Monday, March 7, 2016

i didn't realize i still love you

I've never been so excited to see someone I rarely talk to.
I've had gay boyfriends before.
But I've only ever had one gay husband. 
I don't know if I've ever had a romantic relationship that was love at first sight but with him, it was. 
It was such dumb luck that we even met that night cuz I was in such a grump I almost stayed home in my pajamas so I could listen to Fionna and despise men.
But thankfully there are instincts stronger than wallowing and I dragged my bummed little rump to the festivities.
And that's where it all began.

I actually went to the party with another gay boyfriend. 
See.
Boyfriends a plenty. 
Husbands, rare.
I can't recall exactly what we talked about that night. 
All I remember was when I saw him and heard him speak I was in leeeeeerve.
And I felt like I was already cheating on my gay boyfriend because suddenly there was a new boy in town.

We hit it off and became a duo but sooner than I wish it had been later, he moved. 
And as is common with most distant relationships, we grew apart. 
Still, with the help of social media, we'd send each other a like here, an emoji there.
He moved again and this time it was closer!
Though a thousand miles still sounded like an awful lot and I'd wish for the day he'd be back in the glorious rainy state of Oregon.

He texted me last week, out of the blue, and told me he was going on a road trip to Oregon. 
I couldn't believe it!
I don't even know how many years it had been since we'd seen each other. 
And funny enough, my hair was black when I met him, but hadn't been since. 
And now five years later I was going to see him, with black hair, once again and I was so excited I thought I might pee.

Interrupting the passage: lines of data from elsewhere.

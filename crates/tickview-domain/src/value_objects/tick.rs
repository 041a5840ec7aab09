use chrono::NaiveDateTime;
use serde::Serialize;

/// One trade/quote observation, stamped with its true recording time.
#[derive(Debug, Clone, PartialEq, Serialize)]
pub struct Tick {
    pub recorded_at: NaiveDateTime,
    pub price: f64,
    pub reported_vwap: f64,
}

/// Ticks in recording order. Spacing is irregular and the order is kept as
/// delivered.
#[derive(Debug, Clone, PartialEq, Default)]
pub struct TickSeries {
    pub symbol: String,
    pub ticks: Vec<Tick>,
}

impl TickSeries {
    pub fn new(symbol: impl Into<String>, ticks: Vec<Tick>) -> Self {
        Self {
            symbol: symbol.into(),
            ticks,
        }
    }

    pub fn is_empty(&self) -> bool {
        self.ticks.is_empty()
    }
}
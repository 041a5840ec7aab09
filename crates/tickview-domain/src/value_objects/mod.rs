pub mod bar;
pub mod catalog;
pub mod plot_time;
pub mod sampling_period;
pub mod tick;
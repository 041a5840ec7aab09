use crate::config::Config;
use crate::shared::{resolve_alignment_policy, resolve_series_periods, tick_query};
use std::time::Instant;
use tickview_domain::repositories::market_data::{MarketDataRepository, SeriesKey};
use tickview_domain::services::ohlcv::{DataQualityReport, TickReport};
use tickview_domain::services::tick_codec::MalformedTickPolicy;
use tickview_domain::ChartDataError;
use tracing::info_span;

/// Loads every configured series for `key` and reports data quality.
///
/// Malformed ticks are counted instead of failing the run. With `strict`,
/// any count above the `[data_quality]` limits is an error.
pub fn validate(
    config: &Config,
    key: &SeriesKey,
    strict: bool,
    market_data: &dyn MarketDataRepository,
) -> Result<serde_json::Value, ChartDataError> {
    let _span = info_span!(
        "validate",
        strict = strict,
        date = %key.date,
        symbol = %key.symbol
    )
    .entered();

    let stage_start = Instant::now();
    let policy = resolve_alignment_policy(config)?;
    let periods = resolve_series_periods(config)?;

    let mut series_reports: Vec<(i64, i64, DataQualityReport)> = Vec::with_capacity(periods.len());
    for period in periods {
        let offset = policy.offset_for(period)?;
        let (_, report) = market_data.load_bars(key, period)?;
        series_reports.push((period.seconds(), offset.num_seconds(), report));
    }

    let tick_report = if config.ticks.enabled {
        let mut query = tick_query(config);
        query.malformed = MalformedTickPolicy::Skip;
        let (_, report) = market_data.load_ticks(key, &query)?;
        Some(report)
    } else {
        None
    };
    metrics::histogram!("tickview.validate.load_ms")
        .record(stage_start.elapsed().as_millis() as f64);

    let limits = &config.data_quality;
    let mut violations: Vec<String> = Vec::new();
    for (period, _, report) in &series_reports {
        if report.duplicates > limits.max_duplicates {
            violations.push(format!("{period}s duplicates={}", report.duplicates));
        }
        if report.out_of_order > limits.max_out_of_order {
            violations.push(format!("{period}s out_of_order={}", report.out_of_order));
        }
        if report.gaps > limits.max_gaps {
            violations.push(format!("{period}s gaps={}", report.gaps));
        }
    }
    if let Some(report) = &tick_report {
        if report.malformed_skipped > limits.max_malformed_ticks {
            violations.push(format!("ticks malformed={}", report.malformed_skipped));
        }
        if report.out_of_order > limits.max_out_of_order {
            violations.push(format!("ticks out_of_order={}", report.out_of_order));
        }
    }

    for violation in &violations {
        tracing::warn!(violation = %violation, "data quality limit exceeded");
    }
    if strict && !violations.is_empty() {
        return Err(ChartDataError::Validation(format!(
            "data quality limits exceeded: {}",
            violations.join(", ")
        )));
    }

    Ok(serde_json::json!({
        "date": key.date,
        "symbol": key.symbol,
        "series": series_reports
            .iter()
            .map(|(period, offset, report)| serde_json::json!({
                "period_seconds": period,
                "offset_seconds": offset,
                "quality": report,
            }))
            .collect::<Vec<_>>(),
        "ticks": tick_report.as_ref().map(tick_report_json),
        "limits": {
            "max_duplicates": limits.max_duplicates,
            "max_out_of_order": limits.max_out_of_order,
            "max_gaps": limits.max_gaps,
            "max_malformed_ticks": limits.max_malformed_ticks,
        },
        "violations": violations,
        "strict": strict,
    }))
}

fn tick_report_json(report: &TickReport) -> serde_json::Value {
    serde_json::json!({
        "rows": report.rows,
        "malformed_skipped": report.malformed_skipped,
        "first_malformed_line": report.first_malformed_line,
        "out_of_order": report.out_of_order,
        "first_timestamp": report.first_timestamp,
        "last_timestamp": report.last_timestamp,
    })
}
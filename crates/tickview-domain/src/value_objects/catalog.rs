use crate::value_objects::sampling_period::SamplingPeriod;
use serde::Serialize;
use std::collections::{BTreeMap, BTreeSet};

#[derive(Debug, Clone, Default, PartialEq, Eq, Serialize)]
pub struct SymbolEntry {
    pub periods: BTreeSet<SamplingPeriod>,
    pub has_ticks: bool,
}

/// Snapshot of which dates and symbols have data on disk.
///
/// Built once per call by a `CatalogRepository`; never mutated afterwards.
#[derive(Debug, Clone, Default, PartialEq, Eq, Serialize)]
pub struct Catalog {
    dates: BTreeMap<String, BTreeMap<String, SymbolEntry>>,
}

impl Catalog {
    pub fn from_entries(dates: BTreeMap<String, BTreeMap<String, SymbolEntry>>) -> Self {
        Self { dates }
    }

    pub fn dates(&self) -> impl Iterator<Item = &str> {
        self.dates.keys().map(String::as_str)
    }

    pub fn symbols(&self, date: &str) -> impl Iterator<Item = &str> {
        self.dates
            .get(date)
            .into_iter()
            .flat_map(|symbols| symbols.keys().map(String::as_str))
    }

    pub fn entry(&self, date: &str, symbol: &str) -> Option<&SymbolEntry> {
        self.dates.get(date)?.get(symbol)
    }

    pub fn has_date(&self, date: &str) -> bool {
        self.dates.contains_key(date)
    }

    pub fn is_empty(&self) -> bool {
        self.dates.is_empty()
    }
}
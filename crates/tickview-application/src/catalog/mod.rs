use std::time::Instant;
use tickview_domain::repositories::catalog::CatalogRepository;
use tickview_domain::repositories::market_data::SeriesKey;
use tickview_domain::value_objects::catalog::Catalog;
use tickview_domain::ChartDataError;
use tracing::info_span;

pub fn load_catalog(repo: &dyn CatalogRepository) -> Result<Catalog, ChartDataError> {
    let _span = info_span!("load_catalog").entered();
    let started = Instant::now();
    let catalog = repo.load_catalog()?;
    metrics::histogram!("tickview.catalog.scan_ms").record(started.elapsed().as_millis() as f64);
    tracing::info!(dates = catalog.dates().count(), "catalog loaded");
    Ok(catalog)
}

/// Resolves a (date, symbol) selection against the catalog.
///
/// Explicit values must exist. A missing date falls back to the first date,
/// a missing symbol to the first symbol of the chosen date.
pub fn select(
    catalog: &Catalog,
    date: Option<&str>,
    symbol: Option<&str>,
) -> Result<SeriesKey, ChartDataError> {
    let date = match date {
        Some(date) if catalog.has_date(date) => date.to_string(),
        Some(date) => {
            return Err(ChartDataError::not_found(
                date,
                symbol.unwrap_or("*"),
                "date directory",
            ))
        }
        None => catalog
            .dates()
            .next()
            .map(str::to_string)
            .ok_or_else(|| ChartDataError::not_found("*", symbol.unwrap_or("*"), "any date"))?,
    };

    let symbol = match symbol {
        Some(symbol) if catalog.entry(&date, symbol).is_some() => symbol.to_string(),
        Some(symbol) => return Err(ChartDataError::not_found(&date, symbol, "bar files")),
        None => catalog
            .symbols(&date)
            .next()
            .map(str::to_string)
            .ok_or_else(|| ChartDataError::not_found(&date, "*", "any symbol"))?,
    };

    Ok(SeriesKey::new(date, symbol))
}

pub fn catalog_json(catalog: &Catalog) -> serde_json::Value {
    let dates: Vec<serde_json::Value> = catalog
        .dates()
        .map(|date| {
            let symbols: Vec<serde_json::Value> = catalog
                .symbols(date)
                .map(|symbol| {
                    let entry = catalog.entry(date, symbol);
                    serde_json::json!({
                        "symbol": symbol,
                        "periods": entry
                            .map(|e| e.periods.iter().map(|p| p.seconds()).collect::<Vec<_>>())
                            .unwrap_or_default(),
                        "has_ticks": entry.map(|e| e.has_ticks).unwrap_or(false),
                    })
                })
                .collect();
            serde_json::json!({ "date": date, "symbols": symbols })
        })
        .collect();
    serde_json::json!({ "dates": dates })
}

We each drove forty-five minutes to meet one another.
And when I opened my car door and saw him walking toward me, I squealed.
Knowing that there are people who exist in the world, even when I don't talk to them often, who instill such an overwhelmingly joyful reaction in me is kind of the most amazing feeling in the world. 
And sure enough, even though we hadn't talked in ages, it was like a time machine, as though it were the day before yesterday we met and took our first selfie. 

Driving back home, I thought how after years of very little contact, realizing he was finally so close, I didn't hesitate to drive the 90 minutes just to see him.
And he told me his other Portland friends didn't make time to see him. 
And I was shocked. 
Here, I'd felt special that he made time on his trip to see me and I was one of the only ones in that old circle who made time for him.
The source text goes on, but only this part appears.